Следует подчеркнуть, что работа над этюдом в условиях пленэра требует предельной концентрации и сосредоточенности над избранным мотивом, умения быстро схватить и выразительно запечатлеть в нем силу своего первого художественного взгляда. В удачно написанном этюде должно проявиться: “<…> удивление, вызванное силой первого взгляда человека на вещь и последующего страстного желания поделиться с другим человеком”,– подчеркивал М. Пришвин – тонкий знаток природы с его живым поэтическим взглядом на мир.[21] В работе на пленэре поиск живописного образа происходит вживую, спонтанно, экспромтом. Сам мотив, выбранный в природе, являет собой начало, ключ к возможности его живописного воплощения как художественного образа в холсте. Соответственно темперамент, энергия письма, ритмы наложения цветовых пятен от прикосновения кисти к поверхности холста, одновременно работая над формой, пространством, – все это в совокупности создает особые эстетические качества живописного этюда, которые, в случае удачной находки композиционного решения холста, позволяют этюду приобрести характер картины. В стихии переживаний избранного мотива в природе, на глазах происходит импровизация цветом, линией, пятном, формой, в точности как в музыке, как в любом другом виде искусства.
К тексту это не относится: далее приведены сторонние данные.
impl<'s, 'a, D, B: LazyBackend> Execution<'s, 'a, D, B> {
    fn construct_action(&self, action: &Action) -> Result<Built<B>, RealizationError> {
        let fail = |reason: String| {
            RealizationError::backend(
                action,
                BackendError::Construction {
                    name: action.label(),
                    reason,
                },
            )
        };
        for dependency in action.dependencies() {
            match self.built.get(dependency.index()) {
                Some(Some(Ok(_))) => {}
                Some(Some(Err(cause))) => return Err(RealizationError::upstream(action, cause.clone())),
                _ => return Err(fail(format!("dependency {dependency} is not constructed"))),
            }
        }
        let parent = match action.input() {
            Some(input) => match self.built.get(input.index()) {
                Some(Some(Ok(Built::Frame { handle, .. }))) => Some(handle),
                _ => return Err(fail(format!("input {input} is not a frame"))),
            },
            None => None,
        };
        let backend = self.backend;
        match (action.operation(), parent) {
            (Operation::Source, _) => {
                let handle = backend.source();
                let count = backend.count(&handle);
                Ok(Built::Frame {
                    handle,
                    count: Some(count),
                })
            }
            (Operation::Filter { predicate }, Some(parent)) => {
                let handle = backend
                    .apply_filter(parent, action.path(), predicate)
                    .map_err(|e| RealizationError::backend(action, e))?;
                let count = backend.count(&handle);
                Ok(Built::Frame {
                    handle,
                    count: Some(count),
                })
            }
            (
                Operation::Define {
                    column, definition, ..
                },
                Some(parent),
            ) => {
                let handle = backend
                    .define_column(parent, column, definition)
                    .map_err(|e| RealizationError::backend(action, e))?;
                Ok(Built::Frame {
                    handle,
                    count: None,
                })
            }
            (
                Operation::Output { request, .. } | Operation::Statistics { request },
                Some(parent),
            ) => Ok(Built::Output(backend.materialize(parent, request))),
            (_, None) => Err(fail("action has no input frame".to_string())),
        }
    }

    pub fn state(&self, id: ActionId) -> ActionState {
        match self.built.get(id.index()) {
            None => ActionState::Pending,
            Some(None) => {
                let ready = self.schedule.graph.get(id).is_some_and(|action| {
                    action
                        .dependencies()
                        .iter()
                        .all(|d| matches!(self.built.get(d.index()), Some(Some(Ok(_)))))
                });
                if ready {
                    ActionState::Ready
                } else {
                    ActionState::Pending
                }
            }
            Some(Some(Err(_))) => ActionState::Failed,
            Some(Some(Ok(_))) => match self.slots.get(id.index()).and_then(OnceLock::get) {
                None => ActionState::Constructed,
                Some(Ok(_)) => ActionState::Realized,
                Some(Err(_)) => ActionState::Failed,
            },
        }
    }

    /// Realize `id` and everything it depends on, once.
    pub fn realize(&self, id: ActionId) -> Result<&Realized, RealizationError> {
        let (Some(action), Some(slot)) = (self.schedule.graph.get(id), self.slots.get(id.index())) else {
            return Err(RealizationError::Backend {
                context: ActionContext {
                    action: id,
                    label: "<unknown>".to_string(),
                    path: String::new(),
                    systematic: String::new(),
                },
                source: BackendError::Construction {
                    name: id.to_string(),
                    reason: "no such action".to_string(),
                },
            });
        };
        slot.get_or_init(|| self.realize_action(action))
            .as_ref()
            .map_err(Clone::clone)
    }

    fn realize_action(&self, action: &Action) -> Result<Realized, RealizationError> {
        for dependency in action.dependencies() {
            if let Err(cause) = self.realize(*dependency) {
                let error = RealizationError::upstream(action, cause);
                self.monitor.action_realized(&event(action), Err(&error));
                return Err(error);
            }
        }
        let outcome = match self.built.get(action.id().index()) {
            Some(Some(Ok(Built::Frame {
                count: Some(count), ..
            }))) => self.backend.pull_count(count).map(Realized::Count),
            Some(Some(Ok(Built::Frame { count: None, .. }))) => Ok(Realized::Defined),
            Some(Some(Ok(Built::Output(result)))) => self.backend.pull(result).map(Realized::Output),
            Some(Some(Err(error))) => return Err(error.clone()),
            _ => Err(BackendError::Construction {
                name: action.label(),
                reason: "action was never constructed".to_string(),
            }),
        }
        .map_err(|e| RealizationError::backend(action, e));
        self.monitor
            .action_realized(&event(action), outcome.as_ref().map(|_| ()));
        outcome
    }

    /// Realize every output and hand it to its writer, region by region.
    pub fn run(&self) -> RunReport {
        let graph = &self.schedule.graph;
        let mut report = RunReport {
            regions: BTreeMap::new(),
            skipped: graph.skipped().to_vec(),
        };
        for (name, plan) in graph.regions() {
            let writers = self.schedule.writers.get(name).map(Vec::as_slice).unwrap_or(&[]);
            report
                .regions
                .insert(name.clone(), self.run_region(plan, writers));
        }
        info!(
            "run finished: {} regions, {} failed outputs",
            report.regions.len(),
            report.failures().len()
        );
        report
    }

    fn run_region(&self, plan: &RegionPlan, writers: &[Arc<dyn OutputWriter<D>>]) -> RegionReport {
        let mut region = RegionReport::default();
        let mut aborted = false;
        for (systematic, paths) in &plan.systematics {
            for (index, output) in &paths.outputs {
                let writer = writers.get(*index);
                let mut outcome = OutputOutcome {
                    systematic: systematic.clone(),
                    writer: writer.map(|w| w.name().to_string()),
                    events: None,
                    result: Ok(()),
                };
                if aborted {
                    outcome.result = Err(RunError::Aborted {
                        region: plan.name.clone(),
                    });
                    region.outcomes.push(outcome);
                    continue;
                }
                match self.realize(*output) {
                    Ok(Realized::Output(result)) => {
                        outcome.events = Some(result.entries);
                        if let Some(writer) = writer {
                            outcome.result = self
                                .write(plan, systematic, paths, &**writer, result)
                                .map_err(RunError::from);
                        }
                    }
                    Ok(_) => {}
                    Err(error) => {
                        warn!("region '{}' failed: {}", plan.name, error);
                        aborted = true;
                        outcome.result = Err(RunError::Realization(error));
                    }
                }
                if let Err(RunError::Write(e)) = &outcome.result {
                    warn!("{}", e);
                }
                region.outcomes.push(outcome);
            }
        }
        region
    }

    fn write(
        &self,
        plan: &RegionPlan,
        systematic: &Systematic,
        paths: &SystematicPlan,
        writer: &dyn OutputWriter<D>,
        result: &Materialized,
    ) -> Result<(), WriteError> {
        let tree = self.schedule.tree;
        let missing = |reason: String| WriteError {
            writer: writer.name().to_string(),
            region: plan.name.clone(),
            systematic: systematic.to_string(),
            path: None,
            reason,
        };
        let target = tree
            .node(plan.target)
            .map_err(|e| missing(e.to_string()))?;
        let mut cutflow = Vec::with_capacity(paths.filters.len());
        for (node_id, filter) in &paths.filters {
            let node = tree.node(*node_id).map_err(|e| missing(e.to_string()))?;
            let events = match self.realize(*filter) {
                Ok(Realized::Count(events)) => *events,
                Ok(_) => 0,
                Err(e) => return Err(missing(e.to_string())),
            };
            // unweighted nodes count every event once
            let (mut sum_weights, mut sum_weights2) = (events as f64, events as f64);
            if let Some((_, statistics)) = paths.statistics.iter().find(|(n, _)| n == node_id) {
                match self.realize(*statistics) {
                    Ok(Realized::Output(stats)) => {
                        sum_weights = stats.sum_weights;
                        sum_weights2 = stats.sum_weights2;
                    }
                    Ok(_) => {}
                    Err(e) => return Err(missing(e.to_string())),
                }
            }
            cutflow.push(CutflowStep {
                node: node.name(),
                detail: node.detail(),
                events,
                sum_weights,
                sum_weights2,
            });
        }
        let context = WriteContext {
            region: &plan.name,
            systematic,
            target: plan.target,
            detail: target.detail(),
            cutflow,
        };
        writer.write(&context, result)
    }
}
//! Service container for dependency injection
//!
//! Wires settings into the namer, backend and monitor a run needs.

use std::sync::Arc;

use crate::application::BuildOptions;
use crate::config::Settings;
use crate::domain::BranchNamer;
use crate::infrastructure::memory::{EventTable, MemoryBackend};
use crate::infrastructure::monitor::{ProgressMonitor, TracingMonitor};
use crate::infrastructure::traits::RunMonitor;

/// Container holding the services shared by all commands.
pub struct ServiceContainer {
    /// Application settings
    pub settings: Arc<Settings>,

    /// Branch namer selected by `[naming]`
    pub namer: Arc<dyn BranchNamer>,
}

impl ServiceContainer {
    pub fn new(settings: Settings) -> Self {
        let namer = settings.naming.namer();
        Self::with_namer(settings, namer)
    }

    /// Create a container with a custom namer (for testing).
    pub fn with_namer(settings: Settings, namer: Arc<dyn BranchNamer>) -> Self {
        Self {
            settings: Arc::new(settings),
            namer,
        }
    }

    pub fn build_options(&self) -> BuildOptions {
        self.settings.scheduling.build_options()
    }

    pub fn backend(&self, table: EventTable) -> MemoryBackend {
        MemoryBackend::new(table).with_parallel(self.settings.execution.parallel)
    }

    /// Progress lines when `progress_every` is set, tracing otherwise.
    pub fn monitor(&self) -> Box<dyn RunMonitor> {
        match self.settings.execution.progress_every {
            0 => Box::new(TracingMonitor),
            every => Box::new(ProgressMonitor::new(every)),
        }
    }
}

#[cfg(test)]
mod tests {
    use super::*;
    use crate::config::NamingScheme;

    #[test]
    fn given_default_settings_when_creating_container_then_backend_follows_execution_config() {
        let mut settings = Settings::default();
        settings.execution.parallel = false;
        let services = ServiceContainer::new(settings);

        let backend = services.backend(EventTable::new());

        assert_eq!(backend.evaluations(), 0);
        assert_eq!(services.build_options().default_cost, 1.0);
    }

    #[test]
    fn given_default_scheme_when_creating_container_then_namer_keeps_nominal_names() {
        let mut settings = Settings::default();
        settings.naming.scheme = NamingScheme::Default;
        let services = ServiceContainer::new(settings);

        let name = services
            .namer
            .physical_name("pt", &crate::domain::Systematic::variation("JES_up"));
        assert_eq!(name, "pt");
    }
}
В мастерской – иначе. Здесь происходит большей частью неспешный и осознанный процесс работы, не лишенный умозрительности, рациональности в реализации на полотне задуманных художественных образов и идей. В мастерской можно спокойно обложиться нужными книгами, альбомами, слушать записи соответствующей музыки и т.д. Известно, что некоторые художники, листая модные журналы, используют сегодня в работе любую подходящую печатную продукцию, выдавая иные идеи за свои, собственные. В лучшем случае, если чужой текст по замыслу притягателен и настолько, что возникает желание использовать уже готовое, то его берут, слегка видоизменяют, трансформируют.  Кстати, в модернизме (вспомним натюрморты с бутылками П. Кончаловского, с вклеенными в живопись печатными бутылочными этикетками), а тем более такой прием, как цитирование в произведении другого автора, в постмодернизме допускается, даже существует как принцип, если первоисточник, согласно замыслу автора, в работе действительно прочитывается и соответствующим образом обыгрывается.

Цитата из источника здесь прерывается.